実物のコードをまるごと1本読み解く総復習

総復習の回です。Nobiq Lab の動作確認に実際に使われているコントラクト PulseCheck を、まるごと 1 本読み解きます。ここまでの 8 回分の知識で、実物のコードがぜんぶ読めることを確かめましょう。

PulseCheck 全文

// SPDX-License-Identifier: MIT
pragma solidity ^0.8.19;

contract PulseCheck {
    uint256 public pulseCount;
    address public lastCaller;
    uint256 public lastPulseAt;

    event Pulse(address indexed caller, uint256 count, uint256 timestamp);

    function ping() external {
        pulseCount += 1;
        lastCaller = msg.sender;
        lastPulseAt = block.timestamp;
        emit Pulse(msg.sender, pulseCount, block.timestamp);
    }
}

PulseCheck(パルスチェック)=「脈拍の確認」。

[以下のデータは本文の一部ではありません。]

//! Records exchanged with the collaborator stores

use chrono::{DateTime, Utc};
use serde::{Deserialize, Serialize};

use crate::config::ToolPolicyConfig;
use crate::gate::GateSpec;
use crate::status::TaskStatus;

/// A managed, fully configured agent
#[derive(Debug, Clone, Default, PartialEq, Serialize, Deserialize)]
pub struct AgentRecord {
    pub id: String,
    pub key: String,
    pub display_name: Option<String>,
    pub description: Option<String>,
    /// Concurrent delegations this agent accepts; `None` or `<= 0` means default
    pub max_load: Option<i64>,
    #[serde(default)]
    pub quality_gates: Vec<GateSpec>,
    pub tool_policy: Option<ToolPolicyConfig>,
}

impl AgentRecord {
    pub fn new(id: impl Into<String>, key: impl Into<String>) -> Self {
        Self {
            id: id.into(),
            key: key.into(),
            ..Default::default()
        }
    }

    pub fn with_max_load(mut self, max_load: i64) -> Self {
        self.max_load = Some(max_load);
        self
    }

    pub fn with_gate(mut self, gate: GateSpec) -> Self {
        self.quality_gates.push(gate);
        self
    }

    pub fn label(&self) -> &str {
        self.display_name.as_deref().unwrap_or(&self.key)
    }
}

/// Per-user rules attached to a delegation link
#[derive(Debug, Clone, Default, PartialEq, Eq, Serialize, Deserialize)]
#[serde(default)]
pub struct LinkSettings {
    /// When non-empty, only these users may use the link
    pub user_allow: Vec<String>,
    /// Always refused; wins over `user_allow`
    pub user_deny: Vec<String>,
}

/// Explicit permission for `source` to delegate to `target`
#[derive(Debug, Clone, Default, PartialEq, Eq, Serialize, Deserialize)]
pub struct AgentLink {
    pub source_agent_id: String,
    pub target_agent_id: String,
    /// `<= 0` means default
    #[serde(default)]
    pub max_concurrent: i64,
    #[serde(default)]
    pub settings: LinkSettings,
}

impl AgentLink {
    pub fn new(source_agent_id: impl Into<String>, target_agent_id: impl Into<String>) -> Self {
        Self {
            source_agent_id: source_agent_id.into(),
            target_agent_id: target_agent_id.into(),
            ..Default::default()
        }
    }

    pub fn with_max_concurrent(mut self, max: i64) -> Self {
        self.max_concurrent = max;
        self
    }

    pub fn with_settings(mut self, settings: LinkSettings) -> Self {
        self.settings = settings;
        self
    }
}

#[derive(Debug, Clone, Default, PartialEq, Eq, Serialize, Deserialize)]
pub struct Team {
    pub id: String,
    pub name: String,
    pub lead_agent_id: String,
    #[serde(default)]
    pub member_ids: Vec<String>,
}

#[derive(Debug, Clone, Copy, PartialEq, Eq, Serialize, Deserialize)]
#[serde(rename_all = "snake_case")]
pub enum TeamTaskStatus {
    Pending,
    InProgress,
    Completed,
}

/// A tracked unit of team work
#[derive(Debug, Clone, PartialEq, Eq, Serialize, Deserialize)]
pub struct TeamTask {
    pub id: String,
    pub team_id: String,
    pub subject: String,
    pub status: TeamTaskStatus,
    pub owner_agent_id: Option<String>,
    pub result: Option<String>,
}

impl TeamTask {
    pub fn new(id: impl Into<String>, team_id: impl Into<String>, subject: impl Into<String>) -> Self {
        Self {
            id: id.into(),
            team_id: team_id.into(),
            subject: subject.into(),
            status: TeamTaskStatus::Pending,
            owner_agent_id: None,
            result: None,
        }
    }
}

#[derive(Debug, Clone, Copy, PartialEq, Eq, Serialize, Deserialize)]
#[serde(rename_all = "lowercase")]
pub enum DelegationMode {
    Sync,
    Async,
}

impl DelegationMode {
    pub fn as_str(&self) -> &'static str {
        match self {
            Self::Sync => "sync",
            Self::Async => "async",
        }
    }
}

/// Persisted outcome of one delegation
#[derive(Debug, Clone, PartialEq, Serialize, Deserialize)]
pub struct DelegationHistory {
    pub id: String,
    pub source_agent_id: String,
    pub target_agent_id: String,
    pub team_task_id: Option<String>,
    pub user_id: Option<String>,
    pub task: String,
    pub mode: DelegationMode,
    pub status: TaskStatus,
    pub result: Option<String>,
    pub error: Option<String>,
    pub iterations: u32,
    pub duration_ms: i64,
    pub created_at: DateTime<Utc>,
    pub completed_at: Option<DateTime<Utc>>,
}
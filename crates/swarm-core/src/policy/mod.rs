//! Tool access policy
//!
//! Decides which registered tools a caller may see. Evaluation is a pure
//! function over the tool universe and an ordered list of [`PolicyLayer`]s;
//! group and profile names are expanded from a static [`GroupTable`].

mod engine;
mod groups;
mod layers;

pub use engine::{CallerKind, PolicyEngine};
pub use groups::{GroupTable, LEAF_DENY_GROUP, SUBAGENT_DENY_GROUP};
pub use layers::{PolicyInputs, PolicyLayer};

/// Default alias table: shell-style names mapped to canonical tool names
pub const DEFAULT_ALIASES: &[(&str, &str)] = &[
    ("bash", "exec"),
    ("read", "read_file"),
    ("write", "write_file"),
    ("edit", "edit_file"),
];
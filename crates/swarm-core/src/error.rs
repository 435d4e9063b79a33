//! Error types for swarm-core

use thiserror::Error;

/// Main error type for swarm-core
#[derive(Error, Debug)]
pub enum Error {
    #[error("LLM API error: {0}")]
    LlmApi(String),

    #[error("HTTP request failed: {0}")]
    Http(#[from] reqwest::Error),

    #[error("JSON parsing error: {0}")]
    Json(#[from] serde_json::Error),

    #[error("Database error: {0}")]
    Database(#[from] rusqlite::Error),

    #[error("Tool execution error: {0}")]
    ToolExecution(String),

    #[error("Configuration error: {0}")]
    Config(String),

    #[error("IO error: {0}")]
    Io(#[from] std::io::Error),

    #[error("Store error: {0}")]
    Store(String),

    #[error("Operation cancelled")]
    Cancelled,

    #[error("{0}")]
    Other(String),
}

/// Result type alias for swarm-core
pub type Result<T> = std::result::Result<T, Error>;
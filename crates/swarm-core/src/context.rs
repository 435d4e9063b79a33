//! Per-invocation run context
//!
//! A [`RunContext`] travels with every tool call and orchestrated run. It
//! carries the cancellation token plus the metadata captured from the
//! originating conversation, so detached work can still route results back.

use serde::{Deserialize, Serialize};
use tokio_util::sync::CancellationToken;

/// Kind of conversation a request originated from
#[derive(Debug, Clone, Copy, Default, PartialEq, Eq, Serialize, Deserialize)]
#[serde(rename_all = "snake_case")]
pub enum PeerKind {
    #[default]
    Direct,
    Group,
}

impl PeerKind {
    pub fn as_str(&self) -> &'static str {
        match self {
            Self::Direct => "direct",
            Self::Group => "group",
        }
    }
}

/// Where a request came from
#[derive(Debug, Clone, Default, PartialEq, Eq, Serialize, Deserialize)]
pub struct OriginMeta {
    pub channel: Option<String>,
    pub chat_id: Option<String>,
    #[serde(default)]
    pub peer_kind: PeerKind,
    pub user_id: Option<String>,
}

impl OriginMeta {
    pub fn new(channel: impl Into<String>, chat_id: impl Into<String>) -> Self {
        Self {
            channel: Some(channel.into()),
            chat_id: Some(chat_id.into()),
            ..Default::default()
        }
    }

    pub fn with_user(mut self, user_id: impl Into<String>) -> Self {
        self.user_id = Some(user_id.into());
        self
    }

    pub fn with_peer_kind(mut self, peer_kind: PeerKind) -> Self {
        self.peer_kind = peer_kind;
        self
    }
}

/// Trace linkage for nested observability
#[derive(Debug, Clone, Default, PartialEq, Eq, Serialize, Deserialize)]
pub struct TraceLink {
    pub trace_id: Option<String>,
    /// Span that new spans should hang under
    pub parent_span_id: Option<String>,
}

impl TraceLink {
    pub fn new(trace_id: impl Into<String>, parent_span_id: Option<String>) -> Self {
        Self {
            trace_id: Some(trace_id.into()),
            parent_span_id,
        }
    }
}

/// Identity of the managed agent a run belongs to
#[derive(Debug, Clone, PartialEq, Eq, Serialize, Deserialize)]
pub struct AgentIdentity {
    pub id: String,
    pub key: String,
}

/// Cancellation-aware context passed to tools and orchestrators
#[derive(Debug, Clone, Default)]
pub struct RunContext {
    pub cancel: CancellationToken,
    /// Present only in managed multi-agent mode
    pub agent: Option<AgentIdentity>,
    /// Task id when running inside a subagent
    pub task_id: Option<String>,
    /// Subagent nesting depth of the caller (0 = top-level agent)
    pub depth: u32,
    pub session_key: Option<String>,
    /// Provider name, for provider-scoped tool policies
    pub provider: Option<String>,
    /// Tool allow-list attached to the originating chat group
    pub group_tool_allow: Option<Vec<String>>,
    pub origin: OriginMeta,
    pub trace: TraceLink,
}

impl RunContext {
    pub fn new() -> Self {
        Self::default()
    }

    pub fn with_agent(mut self, id: impl Into<String>, key: impl Into<String>) -> Self {
        self.agent = Some(AgentIdentity {
            id: id.into(),
            key: key.into(),
        });
        self
    }

    pub fn with_origin(mut self, origin: OriginMeta) -> Self {
        self.origin = origin;
        self
    }

    pub fn with_trace(mut self, trace: TraceLink) -> Self {
        self.trace = trace;
        self
    }

    pub fn with_session_key(mut self, session_key: impl Into<String>) -> Self {
        self.session_key = Some(session_key.into());
        self
    }

    pub fn with_provider(mut self, provider: impl Into<String>) -> Self {
        self.provider = Some(provider.into());
        self
    }

    pub fn with_group_tool_allow(mut self, allow: Vec<String>) -> Self {
        self.group_tool_allow = Some(allow);
        self
    }

    pub fn with_cancel(mut self, cancel: CancellationToken) -> Self {
        self.cancel = cancel;
        self
    }

    /// Same metadata, cancelled whenever `self` is cancelled
    pub fn child(&self) -> Self {
        Self {
            cancel: self.cancel.child_token(),
            ..self.clone()
        }
    }

    /// Same metadata, re-parented onto `root` so it outlives the caller
    pub fn detached(&self, root: &CancellationToken) -> Self {
        Self {
            cancel: root.child_token(),
            ..self.clone()
        }
    }

    pub fn is_cancelled(&self) -> bool {
        self.cancel.is_cancelled()
    }

    /// Identifier children spawned from this context are attributed to
    pub fn parent_id(&self) -> String {
        self.task_id
            .clone()
            .or_else(|| self.session_key.clone())
            .or_else(|| self.agent.as_ref().map(|a| a.key.clone()))
            .unwrap_or_else(|| "default".to_string())
    }
}

#[cfg(test)]
mod tests {
    use super::*;

    #[test]
    fn test_child_is_cancelled_with_parent() {
        let parent = RunContext::new();
        let child = parent.child();
        parent.cancel.cancel();
        assert!(child.is_cancelled());
    }

    #[test]
    fn test_detached_survives_caller_cancellation() {
        let root = CancellationToken::new();
        let caller = RunContext::new().with_origin(OriginMeta::new("telegram", "42"));
        let detached = caller.detached(&root);

        caller.cancel.cancel();
        assert!(!detached.is_cancelled());
        assert_eq!(detached.origin.chat_id.as_deref(), Some("42"));

        root.cancel();
        assert!(detached.is_cancelled());
    }

    #[test]
    fn test_parent_id_precedence() {
        let ctx = RunContext::new().with_agent("uuid-1", "writer");
        assert_eq!(ctx.parent_id(), "writer");

        let ctx = ctx.with_session_key("agent:writer:telegram:42");
        assert_eq!(ctx.parent_id(), "agent:writer:telegram:42");

        let mut ctx = ctx;
        ctx.task_id = Some("subagent-1".to_string());
        assert_eq!(ctx.parent_id(), "subagent-1");

        assert_eq!(RunContext::new().parent_id(), "default");
    }
}
//! Quality gate contract
//!
//! Gates are configured per source agent and evaluated against delegation
//! results. Only the pass/fail/feedback contract lives here; evaluators are
//! supplied by the host.

use async_trait::async_trait;
use serde::{Deserialize, Serialize};

use crate::context::RunContext;
use crate::Result;

/// Event name a gate fires on when a delegation finishes
pub const DELEGATION_COMPLETED: &str = "delegation.completed";

/// One configured gate
#[derive(Debug, Clone, PartialEq, Eq, Serialize, Deserialize)]
pub struct GateSpec {
    /// Event this gate listens for
    pub event: String,
    /// Evaluator kind (e.g. `command`, `agent`)
    #[serde(rename = "type")]
    pub evaluator: String,
    /// Evaluator-specific target: command line or reviewer agent key
    #[serde(default)]
    pub target: Option<String>,
    #[serde(default)]
    pub block_on_failure: bool,
    #[serde(default)]
    pub max_retries: u32,
}

impl GateSpec {
    pub fn new(event: impl Into<String>, evaluator: impl Into<String>) -> Self {
        Self {
            event: event.into(),
            evaluator: evaluator.into(),
            target: None,
            block_on_failure: false,
            max_retries: 0,
        }
    }

    pub fn blocking(mut self, max_retries: u32) -> Self {
        self.block_on_failure = true;
        self.max_retries = max_retries;
        self
    }

    pub fn with_target(mut self, target: impl Into<String>) -> Self {
        self.target = Some(target.into());
        self
    }

    pub fn matches(&self, event: &str) -> bool {
        self.event == event
    }
}

/// What the evaluator is asked to judge
#[derive(Debug, Clone, PartialEq, Eq, Serialize, Deserialize)]
pub struct HookInput {
    pub event: String,
    pub source_agent: String,
    pub target_agent: String,
    pub user_id: Option<String>,
    /// Result under review
    pub content: String,
    /// Original task text
    pub task: String,
}

/// Evaluator verdict
#[derive(Debug, Clone, PartialEq, Eq)]
pub struct GateVerdict {
    pub passed: bool,
    pub feedback: String,
}

impl GateVerdict {
    pub fn pass() -> Self {
        Self {
            passed: true,
            feedback: String::new(),
        }
    }

    pub fn fail(feedback: impl Into<String>) -> Self {
        Self {
            passed: false,
            feedback: feedback.into(),
        }
    }
}

/// Evaluates one gate against one result
#[async_trait]
pub trait HookEvaluator: Send + Sync {
    async fn evaluate_single_hook(
        &self,
        ctx: &RunContext,
        gate: &GateSpec,
        input: &HookInput,
    ) -> Result<GateVerdict>;
}
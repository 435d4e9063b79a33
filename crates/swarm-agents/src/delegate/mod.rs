//! Delegate Orchestrator
//!
//! Routes a task from one named agent to another over an explicit
//! permission link. Both the sync and async paths share resolution
//! (`prepare_delegation`) and admission; they differ in who waits for the
//! result and how it is reported.
//!
//! # Example
//!
//! ```rust,ignore
//! let stores = Arc::new(MemoryStores::new());
//! let manager = Arc::new(
//!     DelegateManager::new(config.delegation.clone(), runner, stores.clone(), stores.clone())
//!         .with_history_store(stores.clone())
//!         .with_bus(bus),
//! );
//!
//! let result = manager
//!     .delegate(&ctx, DelegateOptions::new("reviewer", "Review the release notes"))
//!     .await?;
//! ```

mod prepare;
mod quality;

pub use quality::feedback_message;

use std::sync::atomic::{AtomicU64, Ordering};
use std::sync::{Arc, Mutex};
use std::time::{Duration, Instant};

use chrono::Utc;
use serde_json::json;
use tokio_util::sync::CancellationToken;
use tracing::{debug, info, warn};
use uuid::Uuid;

use swarm_core::bus::{BusEvent, MessageBus};
use swarm_core::config::DelegationConfig;
use swarm_core::gate::HookEvaluator;
use swarm_core::runner::{AgentRunner, RunOutput, RunRequest};
use swarm_core::store::{
    AgentStore, DelegationHistory, DelegationMode, HistoryStore, LinkStore, SessionStore, TeamStore,
};
use swarm_core::telemetry::{new_id, LogTraceSink, SpanKind, SpanRecord, SpanStatus, TraceSink};
use swarm_core::{RunContext, TaskStatus, TraceLink};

ping を呼ぶたびに「誰が・何回目・いつ」を記録する、生存確認のためのコントラクトです。自販機でいえば「押すと日時と累計が記録されるだけの点検ボタン」ですね。

上から読んでいく

骨格(第1回の知識)

// SPDX-License-Identifier: MIT
pragma solidity ^0.8.19;

contract PulseCheck {

見慣れた 3 点セット。ひとつ気づきましたか? バージョンが ^0.8.19 です。これは「0.8.19 以降(0.9 未満)なら OK」という意味なので、書かれた当時のまま。Lab のコンパイラ(0.8.20)でも問題なく動きます。^ の意味が、実物でこうして効いてくるわけです。

状態変数(第2回の知識)

uint256 public pulseCount;
address public lastCaller;
uint256 public lastPulseAt;

整数 2 つと住所 1 つ。初期値を書いていないので、0 と「誰でもない住所」から始まります。public なので、デプロイ後の実行画面には読み取りボタンが 3 つ並ぶはず——第2回でやったとおりです。

イベント宣言(第5回の知識)

event Pulse(address indexed caller, uint256 count, uint256 timestamp);

「Pulse というお知らせを、押した人・累計・時刻と一緒に出します」。

ここで新しい言葉がひとつ: indexed(インデックスド)。「この項目であとから検索できるようにしておいて」という印です。indexed を付けた項目(ここでは caller)は、「この住所の人が押した Pulse だけを一覧で出す」といった絞り込みに使えます。イベント 1 つにつき 3 個まで付けられます。今は「検索用の印」とだけ覚えれば OK です。

関数(第3・4回の知識)

function ping() external {

引数なし・戻り値なしの関数。可視性が external です——第4回の表に出てきた「外から呼ぶ専用」。ping は外の世界から押してもらうためのボタンで、コントラクト内部から使う予定がないので、external が選ばれています(public でも動きますが、用途を宣言する意味で external の方が意図が明確です)。

手順の中身(第3・5回の知識+新出1つ)

pulseCount += 1;
lastCaller = msg.sender;
lastPulseAt = block.timestamp;
emit Pulse(msg.sender, pulseCount, block.timestamp);
  • pulseCount += 1; — 累計を 1 増やす(第5回の buy と同じ)
  • lastCaller = msg.sender; — いま操作した人の住所を記録(第3回)
  • lastPulseAt = block.timestamp;新出: block.timestamp は「いまの時刻」が自動で入っている特別な変数です(msg.sender の仲間)。厳密には「この操作が取り込まれたブロックの時刻」で、同じブロックに入った操作はみんな同じ値になります。単位は 1970 年からの経過秒数(UNIX 時間)という整数で、日付に直すのはアプリ側の仕事です
  • emit Pulse(...) — 3 つの値を載せてお知らせを発行(第5回)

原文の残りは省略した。